The head of China National Offshore Oil Corporation (CNOOC) told an audience of energy industry executives in Houston he hoped to overcome “misunderstandings” about the purpose of recent acquisitions by Chinese oil companies.
A week after closing its £9.6billion takeover of Canada’s Nexen, including the UK’s giant Buzzard oil field, CNOOC chief executive Li Fanrong said China wanted primarily to increase its contribution to the supply side of the oil market.
In the west, suspicion about sales of major assets to Chinese companies remains because of Beijing’s controlling influence in the nation’s corporate sector as well as anti-China sentiment among some lawmakers. Canada approved the Nexen takeover even although some members of the governing Conservative Party had misgivings about it, while American approvals dragged on as legislators examined whether the deal would threaten US national security.

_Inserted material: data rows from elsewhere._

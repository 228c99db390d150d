//! ConductorActor - coordinates one execution across its workers
//!
//! The conductor is the only component that changes the global state of an
//! execution. Workers report; the conductor decides.
//!
//! ## State Machine
//!
//! ```text
//! Created --Start--> Running(0) --barrier--> Running(1) ... --> Converged
//!                        |                        |
//!                        +--- Cancel ------------>+--> Canceled
//!                        +--- report failure /    |
//!                             timeout / lost ---->+--> Failed
//! ```
//!
//! Every barrier (prepare, superstep n, finishing) waits for all workers.
//! A barrier that stays open longer than the worker timeout fails the
//! execution. Reports arriving for a closed barrier are logged and dropped.
//!
//! ## Usage
//!
//! ```rust,ignore
//! use ractor::Actor;
//! use crate::actors::conductor::{ConductorActor, ConductorArguments, ConductorMsg};
//!
//! let (conductor, _handle) = Actor::spawn(None, ConductorActor, args).await?;
//! ractor::call!(conductor, |reply| ConductorMsg::Start { reply })??;
//! ```

pub mod actor;
pub mod protocol;
pub mod state;

#[cfg(test)]
mod tests;

pub use actor::{ConductorActor, ConductorArguments, ConductorState, ExecutionPlan};
pub use protocol::{ConductorMsg, ShardSummary, SuperstepReport};
pub use state::{Barrier, Decision, ExecutionTracker, Progress};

“We are supposedly doing this because we want to haul every barrel of oil back to China, or have other agendas rather than commercial reasons,” Mr Li said. He added: “Everyone with knowledge of the global market system can easily figure out that is not true, simply because this notion does not make any commercial sense.”
CNOOC, now the world’s largest dedicated exploration and production company by market capitalisation, has 40% of its proved reserves outside China after the Nexen deal, Mr Li said.
It was transformational for CNOOC and represented the “end of our beginning,” he added.
Buying Nexen gave the firm new offshore production in the North Sea, the Gulf of Mexico and off western Africa, as well as producing properties in Canada’s Horn River shale.